*Task details*
The entries below must be returned exactly as they stand.

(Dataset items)
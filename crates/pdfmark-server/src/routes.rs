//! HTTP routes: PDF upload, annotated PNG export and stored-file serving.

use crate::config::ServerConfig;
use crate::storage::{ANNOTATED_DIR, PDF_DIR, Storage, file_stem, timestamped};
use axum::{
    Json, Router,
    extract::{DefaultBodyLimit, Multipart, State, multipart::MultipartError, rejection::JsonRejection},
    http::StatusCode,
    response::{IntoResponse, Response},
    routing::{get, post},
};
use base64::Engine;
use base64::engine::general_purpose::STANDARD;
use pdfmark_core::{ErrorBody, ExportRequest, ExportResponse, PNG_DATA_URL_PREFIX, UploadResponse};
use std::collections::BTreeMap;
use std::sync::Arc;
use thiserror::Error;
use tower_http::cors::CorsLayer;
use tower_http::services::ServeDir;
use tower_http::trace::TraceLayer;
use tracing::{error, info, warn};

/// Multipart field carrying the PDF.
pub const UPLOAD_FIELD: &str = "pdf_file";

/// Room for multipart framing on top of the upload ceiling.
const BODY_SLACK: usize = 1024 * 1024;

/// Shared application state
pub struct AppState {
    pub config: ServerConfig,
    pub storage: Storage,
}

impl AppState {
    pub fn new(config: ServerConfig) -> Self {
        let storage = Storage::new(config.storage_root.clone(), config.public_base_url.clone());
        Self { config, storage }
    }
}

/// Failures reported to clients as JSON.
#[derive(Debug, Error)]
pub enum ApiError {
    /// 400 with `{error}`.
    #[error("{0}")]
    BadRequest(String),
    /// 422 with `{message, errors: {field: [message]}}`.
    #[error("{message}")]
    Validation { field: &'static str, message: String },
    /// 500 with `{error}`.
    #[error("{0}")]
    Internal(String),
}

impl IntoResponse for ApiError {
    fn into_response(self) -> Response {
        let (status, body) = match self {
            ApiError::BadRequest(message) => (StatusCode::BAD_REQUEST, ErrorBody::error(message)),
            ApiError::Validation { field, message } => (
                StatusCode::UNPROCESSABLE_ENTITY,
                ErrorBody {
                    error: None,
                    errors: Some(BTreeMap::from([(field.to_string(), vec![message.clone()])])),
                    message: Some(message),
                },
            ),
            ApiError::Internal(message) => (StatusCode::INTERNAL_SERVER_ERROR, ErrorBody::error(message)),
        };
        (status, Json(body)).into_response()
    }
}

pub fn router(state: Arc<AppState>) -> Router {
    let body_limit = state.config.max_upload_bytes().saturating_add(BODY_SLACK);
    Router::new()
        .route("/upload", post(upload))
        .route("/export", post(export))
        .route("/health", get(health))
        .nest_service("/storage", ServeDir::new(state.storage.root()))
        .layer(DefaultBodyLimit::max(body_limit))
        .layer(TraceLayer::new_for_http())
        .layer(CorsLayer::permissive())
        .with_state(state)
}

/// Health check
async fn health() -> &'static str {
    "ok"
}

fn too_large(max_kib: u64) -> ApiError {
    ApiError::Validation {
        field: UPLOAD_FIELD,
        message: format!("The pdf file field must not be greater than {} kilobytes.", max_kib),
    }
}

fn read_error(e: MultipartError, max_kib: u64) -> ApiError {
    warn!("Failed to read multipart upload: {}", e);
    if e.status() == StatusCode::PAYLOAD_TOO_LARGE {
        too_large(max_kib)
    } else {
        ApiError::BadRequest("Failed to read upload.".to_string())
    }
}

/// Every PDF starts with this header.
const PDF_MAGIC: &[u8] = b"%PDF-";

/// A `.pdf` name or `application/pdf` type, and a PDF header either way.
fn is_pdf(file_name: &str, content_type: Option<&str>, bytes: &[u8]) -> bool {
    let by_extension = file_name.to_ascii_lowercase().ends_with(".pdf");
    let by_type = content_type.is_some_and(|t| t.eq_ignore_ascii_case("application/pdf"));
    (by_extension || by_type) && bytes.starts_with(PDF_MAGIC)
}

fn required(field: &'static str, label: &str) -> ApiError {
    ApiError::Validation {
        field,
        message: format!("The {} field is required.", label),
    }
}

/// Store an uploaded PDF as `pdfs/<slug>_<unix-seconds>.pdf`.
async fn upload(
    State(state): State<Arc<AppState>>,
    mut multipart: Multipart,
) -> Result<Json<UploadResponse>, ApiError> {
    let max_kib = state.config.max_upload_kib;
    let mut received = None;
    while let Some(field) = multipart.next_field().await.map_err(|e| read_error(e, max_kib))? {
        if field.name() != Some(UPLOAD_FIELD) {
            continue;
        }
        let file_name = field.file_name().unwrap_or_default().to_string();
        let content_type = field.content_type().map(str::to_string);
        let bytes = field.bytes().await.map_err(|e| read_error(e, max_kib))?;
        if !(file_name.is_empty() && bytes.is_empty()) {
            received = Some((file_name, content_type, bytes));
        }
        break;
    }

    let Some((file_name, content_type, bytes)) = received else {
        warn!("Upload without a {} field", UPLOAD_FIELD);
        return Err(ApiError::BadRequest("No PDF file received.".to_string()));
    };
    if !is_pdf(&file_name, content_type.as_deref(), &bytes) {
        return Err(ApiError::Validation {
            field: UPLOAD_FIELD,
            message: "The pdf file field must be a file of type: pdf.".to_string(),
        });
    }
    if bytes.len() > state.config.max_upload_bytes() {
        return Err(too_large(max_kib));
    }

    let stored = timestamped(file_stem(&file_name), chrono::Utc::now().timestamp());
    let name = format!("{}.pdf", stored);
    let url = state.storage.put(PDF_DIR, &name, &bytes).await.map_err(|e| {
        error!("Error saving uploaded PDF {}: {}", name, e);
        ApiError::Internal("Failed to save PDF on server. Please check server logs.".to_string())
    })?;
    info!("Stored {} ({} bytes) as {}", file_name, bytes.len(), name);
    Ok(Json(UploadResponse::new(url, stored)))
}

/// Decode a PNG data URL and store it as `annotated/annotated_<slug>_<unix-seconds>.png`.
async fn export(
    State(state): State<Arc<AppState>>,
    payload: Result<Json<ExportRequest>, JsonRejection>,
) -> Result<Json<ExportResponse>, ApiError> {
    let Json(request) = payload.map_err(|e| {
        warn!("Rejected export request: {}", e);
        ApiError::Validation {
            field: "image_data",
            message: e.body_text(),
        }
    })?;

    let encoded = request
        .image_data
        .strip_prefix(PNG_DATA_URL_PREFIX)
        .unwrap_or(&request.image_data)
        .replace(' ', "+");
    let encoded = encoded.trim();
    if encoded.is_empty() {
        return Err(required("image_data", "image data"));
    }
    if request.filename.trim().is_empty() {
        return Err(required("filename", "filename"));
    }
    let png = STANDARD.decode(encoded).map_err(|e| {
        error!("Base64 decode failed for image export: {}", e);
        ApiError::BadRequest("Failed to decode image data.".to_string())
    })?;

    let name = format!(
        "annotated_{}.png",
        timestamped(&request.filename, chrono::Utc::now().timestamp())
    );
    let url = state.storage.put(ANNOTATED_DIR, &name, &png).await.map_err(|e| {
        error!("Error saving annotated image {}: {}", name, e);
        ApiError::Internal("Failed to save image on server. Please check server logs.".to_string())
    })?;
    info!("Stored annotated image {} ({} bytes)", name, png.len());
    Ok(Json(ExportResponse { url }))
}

*The completed task*
filename crates/pdfmark-server/src/routes.rs
//! HTTP routes: PDF upload, annotated PNG export and stored-file serving.

use crate::config::ServerConfig;
use crate::storage::{ANNOTATED_DIR, PDF_DIR, Storage, file_stem, timestamped};
use axum::{
    Json, Router,
    extract::{DefaultBodyLimit, Multipart, State, multipart::MultipartError, rejection::JsonRejection},
    http::StatusCode,
    response::{IntoResponse, Response},
    routing::{get, post},
};
use base64::Engine;
use base64::engine::general_purpose::STANDARD;
use pdfmark_core::{ErrorBody, ExportRequest, ExportResponse, PNG_DATA_URL_PREFIX, UploadResponse};
use std::collections::BTreeMap;
use std::sync::Arc;
use thiserror::Error;
use tower_http::cors::CorsLayer;
use tower_http::services::ServeDir;
use tower_http::trace::TraceLayer;
use tracing::{error, info, warn};

/// Multipart field carrying the PDF.
pub const UPLOAD_FIELD: &str = "pdf_file";

/// Room for multipart framing on top of the upload ceiling.
const BODY_SLACK: usize = 1024 * 1024;

/// Shared application state
pub struct AppState {
    pub config: ServerConfig,
    pub storage: Storage,
}

impl AppState {
    pub fn new(config: ServerConfig) -> Self {
        let storage = Storage::new(config.storage_root.clone(), config.public_base_url.clone());
        Self { config, storage }
    }
}

/// Failures reported to clients as JSON.
#[derive(Debug, Error)]
pub enum ApiError {
    /// 400 with `{error}`.
    #[error("{0}")]
    BadRequest(String),
    /// 422 with `{message, errors: {field: [message]}}`.
    #[error("{message}")]
    Validation { field: &'static str, message: String },
    /// 500 with `{error}`.
    #[error("{0}")]
    Internal(String),
}

impl IntoResponse for ApiError {
    fn into_response(self) -> Response {
        let (status, body) = match self {
            ApiError::BadRequest(message) => (StatusCode::BAD_REQUEST, ErrorBody::error(message)),
            ApiError::Validation { field, message } => (
                StatusCode::UNPROCESSABLE_ENTITY,
                ErrorBody {
                    error: None,
                    errors: Some(BTreeMap::from([(field.to_string(), vec![message.clone()])])),
                    message: Some(message),
                },
            ),
            ApiError::Internal(message) => (StatusCode::INTERNAL_SERVER_ERROR, ErrorBody::error(message)),
        };
        (status, Json(body)).into_response()
    }
}

pub fn router(state: Arc<AppState>) -> Router {
    let body_limit = state.config.max_upload_bytes().saturating_add(BODY_SLACK);
    Router::new()
        .route("/upload", post(upload))
        .route("/export", post(export))
        .route("/health", get(health))
        .nest_service("/storage", ServeDir::new(state.storage.root()))
        .layer(DefaultBodyLimit::max(body_limit))
        .layer(TraceLayer::new_for_http())
        .layer(CorsLayer::permissive())
        .with_state(state)
}

/// Health check
async fn health() -> &'static str {
    "ok"
}

fn too_large(max_kib: u64) -> ApiError {
    ApiError::Validation {
        field: UPLOAD_FIELD,
        message: format!("The pdf file field must not be greater than {} kilobytes.", max_kib),
    }
}

fn read_error(e: MultipartError, max_kib: u64) -> ApiError {
    warn!("Failed to read multipart upload: {}", e);
    if e.status() == StatusCode::PAYLOAD_TOO_LARGE {
        too_large(max_kib)
    } else {
        ApiError::BadRequest("Failed to read upload.".to_string())
    }
}

/// Every PDF starts with this header.
const PDF_MAGIC: &[u8] = b"%PDF-";

/// A `.pdf` name or `application/pdf` type, and a PDF header either way.
fn is_pdf(file_name: &str, content_type: Option<&str>, bytes: &[u8]) -> bool {
    let by_extension = file_name.to_ascii_lowercase().ends_with(".pdf");
    let by_type = content_type.is_some_and(|t| t.eq_ignore_ascii_case("application/pdf"));
    (by_extension || by_type) && bytes.starts_with(PDF_MAGIC)
}

fn required(field: &'static str, label: &str) -> ApiError {
    ApiError::Validation {
        field,
        message: format!("The {} field is required.", label),
    }
}

/// Store an uploaded PDF as `pdfs/<slug>_<unix-seconds>.pdf`.
async fn upload(
    State(state): State<Arc<AppState>>,
    mut multipart: Multipart,
) -> Result<Json<UploadResponse>, ApiError> {
    let max_kib = state.config.max_upload_kib;
    let mut received = None;
    while let Some(field) = multipart.next_field().await.map_err(|e| read_error(e, max_kib))? {
        if field.name() != Some(UPLOAD_FIELD) {
            continue;
        }
        let file_name = field.file_name().unwrap_or_default().to_string();
        let content_type = field.content_type().map(str::to_string);
        let bytes = field.bytes().await.map_err(|e| read_error(e, max_kib))?;
        if !(file_name.is_empty() && bytes.is_empty()) {
            received = Some((file_name, content_type, bytes));
        }
        break;
    }

    let Some((file_name, content_type, bytes)) = received else {
        warn!("Upload without a {} field", UPLOAD_FIELD);
        return Err(ApiError::BadRequest("No PDF file received.".to_string()));
    };
    if !is_pdf(&file_name, content_type.as_deref(), &bytes) {
        return Err(ApiError::Validation {
            field: UPLOAD_FIELD,
            message: "The pdf file field must be a file of type: pdf.".to_string(),
        });
    }
    if bytes.len() > state.config.max_upload_bytes() {
        return Err(too_large(max_kib));
    }

    let stored = timestamped(file_stem(&file_name), chrono::Utc::now().timestamp());
    let name = format!("{}.pdf", stored);
    let url = state.storage.put(PDF_DIR, &name, &bytes).await.map_err(|e| {
        error!("Error saving uploaded PDF {}: {}", name, e);
        ApiError::Internal("Failed to save PDF on server. Please check server logs.".to_string())
    })?;
    info!("Stored {} ({} bytes) as {}", file_name, bytes.len(), name);
    Ok(Json(UploadResponse::new(url, stored)))
}

/// Decode a PNG data URL and store it as `annotated/annotated_<slug>_<unix-seconds>.png`.
async fn export(
    State(state): State<Arc<AppState>>,
    payload: Result<Json<ExportRequest>, JsonRejection>,
) -> Result<Json<ExportResponse>, ApiError> {
    let Json(request) = payload.map_err(|e| {
        warn!("Rejected export request: {}", e);
        ApiError::Validation {
            field: "image_data",
            message: e.body_text(),
        }
    })?;

    let encoded = request
        .image_data
        .strip_prefix(PNG_DATA_URL_PREFIX)
        .unwrap_or(&request.image_data)
        .replace(' ', "+");
    let encoded = encoded.trim();
    if encoded.is_empty() {
        return Err(required("image_data", "image data"));
    }
    if request.filename.trim().is_empty() {
        return Err(required("filename", "filename"));
    }
    let png = STANDARD.decode(encoded).map_err(|e| {
        error!("Base64 decode failed for image export: {}", e);
        ApiError::BadRequest("Failed to decode image data.".to_string())
    })?;

    let name = format!(
        "annotated_{}.png",
        timestamped(&request.filename, chrono::Utc::now().timestamp())
    );
    let url = state.storage.put(ANNOTATED_DIR, &name, &png).await.map_err(|e| {
        error!("Error saving annotated image {}: {}", name, e);
        ApiError::Internal("Failed to save image on server. Please check server logs.".to_string())
    })?;
    info!("Stored annotated image {} ({} bytes)", name, png.len());
    Ok(Json(ExportResponse { url }))
}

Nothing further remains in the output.